Dmitry Chernyy on Yukos v SamaraNefteGaz

When Yukos Capital tried to enforce the award SamaraNefteGaz claimed among other thing, that the new arbitration clause was invalid because the director of SamaraNefteGaz, who signed new agreement, did not act in the interests of the company but ‘following the orders of the management of Yukos Oil’ and, therefore, it was an abuse of rights. Dmitry Chernyy defended SamaraNefteGaz.

Dmitry Chernyy, partner

Muranov, Chernyakov & Partners
+7 495 783-74-50

I believe that the supplementary agreements which transferred the case to New York were invalid because of the abuse of rights by Yukos. No one was interested in the agreements except for Yukos itself.
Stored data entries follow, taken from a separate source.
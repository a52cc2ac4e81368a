//! Core record and event types

use serde::{Deserialize, Serialize};

/// One signing author of a resolution
///
/// Fields are declared in alphabetical order; serde emits keys in declaration
/// order, which keeps serialized output byte-stable across runs.
#[derive(Clone, Debug, Default, PartialEq, Eq, Serialize, Deserialize)]
pub struct Author {
    /// Job title as rendered, without the trailing ".-" the portal emits
    pub job_title: String,
    /// Name as rendered, without the trailing comma the portal emits
    pub name: String,
}

/// One extracted resolution record
///
/// Constructed entirely from a single fetched document; any selector that no
/// longer matches the portal's template leaves its field as an empty string
/// rather than failing. `url` and `date` are always populated.
///
/// Fields are declared in alphabetical order; serde emits keys in declaration
/// order, which keeps every serialized line's key order deterministic.
#[derive(Clone, Debug, Default, PartialEq, Eq, Serialize, Deserialize)]
pub struct Resolution {
    /// Approval date as rendered (raw concatenation, not normalized)
    pub approval_date: String,
    /// Signing authors in document order
    pub authors: Vec<Author>,
    /// Issuing department, whitespace-normalized
    pub category: String,
    /// Full resolution text, whitespace-normalized
    pub content: String,
    /// The date token this record was fetched under
    pub date: String,
    /// File/expediente identifier as rendered (raw concatenation)
    pub file_id: String,
    /// Serialized source document, present only when requested
    #[serde(skip_serializing_if = "Option::is_none")]
    pub html: Option<String>,
    /// Resolution number as rendered; the sort key within a day partition
    pub resolution_number: String,
    /// Topic, whitespace-normalized
    pub subcategory: String,
    /// One-line summary, whitespace-normalized
    pub summary: String,
    /// Source document URL
    pub url: String,
}

/// Progress events emitted by a running [`Scraper`](crate::Scraper)
///
/// Delivered over a broadcast channel; lagging subscribers lose old events
/// rather than blocking the pipeline.
#[derive(Clone, Debug, PartialEq, Eq)]
pub enum Event {
    /// The date index was fetched and the run's work list is fixed
    DatesDiscovered {
        /// Dates present in the portal's index
        found: usize,
        /// Dates actually scheduled after sampling
        scheduled: usize,
    },
    /// One day's batch was extracted and appended to its partition
    DayCompleted {
        /// The date token
        date: String,
        /// Records written for that date
        records: usize,
    },
}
In the award it was stated that the parties were properly notified. But when we studied the documents we found that it was not so. Essentially, Yukos sent notices to itself in Moscow and not to Samara where the company was located.

Though the directors of SamaraNefteGaz had formal authority, they did not follow the procedure for entering such agreements as was established in the company.

Generally speaking, this is not an obstacle and such contracts can be valid, but here it was evidence that the agreements were rather ‘hasty’.

The director went abroad and signed these agreements on behalf of SamaraNefteGaz. And then SamaraNefteGaz was forced to deal with them even though they were made with just one purpose: to make the process easier for Yukos, and harder for SamaraNefteGaz.

In the early 1990s there were many similar cases, but the law has evolved and now there is an instrument that can be applied, the abuse of rights. The Supreme Commercial Court seems to agree with such a view. Now, for example, in bankruptcy cases references to article 10 are quite common. In 2010, the Supreme Commercial Court issued several rulings that set aside transactions within six months prior to bankruptcy seeing such deals as an abuse of right.